Some preferred to pose silently in front of the camera, allowing everything they had been through to be read in their eyes. Others agreed and within seconds switched from a face of mourning to loud, uncontrollable laughter. Working in the Morro da Providência favela in Rio de Janeiro, Brazil, JR pasted huge photos of the faces and eyes of local women on buildings covering the favela’s mountainside. In Kenya, he put the eyes and faces of women from the slums of Kibera on their rooftops, using water-resistant material that provided the additional benefit of protection from the rain. He also pasted eyes on a working train. In India, he pasted huge, seemingly blank white posters to the walls.
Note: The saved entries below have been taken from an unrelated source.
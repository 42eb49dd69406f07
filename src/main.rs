//Enable more cargo lint tests
#![warn(rust_2018_idioms)]
#![warn(clippy::disallowed_types)]

use log::{error, LevelFilter};
use simplelog::{Config, TermLogger, TerminalMode};

use huffzip::compression::compress::compress;
use huffzip::compression::decompress::decompress;
use huffzip::tools::cli::{huffopts_init, Mode};

#[cfg(not(target_env = "msvc"))]
use tikv_jemallocator::Jemalloc;

#[cfg(not(target_env = "msvc"))]
#[global_allocator]
static GLOBAL: Jemalloc = Jemalloc;

fn main() {
    // Available log levels are Error, Warn, Info, Debug, Trace
    TermLogger::init(
        LevelFilter::Trace,
        Config::default(),
        TerminalMode::Stdout,
        simplelog::ColorChoice::AlwaysAnsi,
    )
    .unwrap();

    let options = huffopts_init();

    //----- Figure out what we need to do and go do it
    let result = match options.op_mode() {
        Mode::Zip => compress(&options),
        Mode::Unzip => decompress(&options),
    };

    if let Err(e) = result {
        error!("{}", e);
        std::process::exit(1);
    }
}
The images were hidden in a sticky material that gathered dust and colour pigments during Holi festival of colours, revealing the portraits. In Cambodia, JR worked with women who faced eviction due to encroaching gentrification, and were fighting for their right to remain in their homes. In war-torn Sierra Leone, Liberia and Sudan, JR’s pastings brought a haunting human presence to harsh environments of social conflict. At the end of each project, a book was made and distributed to the participants. In 2010, a film about the project was part of the Official Selection of the Cannes Film Festival. The participants often asked JR to make their stories travel – as a way of voicing what they had gone through and what they had resisted, and of telling the world that they existed. They knew that the visual language of pulling faces was something universal that would be understood in Europe or the United States as much as in their own village. Women Are Heroes ended in July 2014, when 2,600 strips of paper were pasted in 10 days on a container ship in Le Havre, France, with the help of dockers at the port. The ship then travelled across the globe to Malaysia.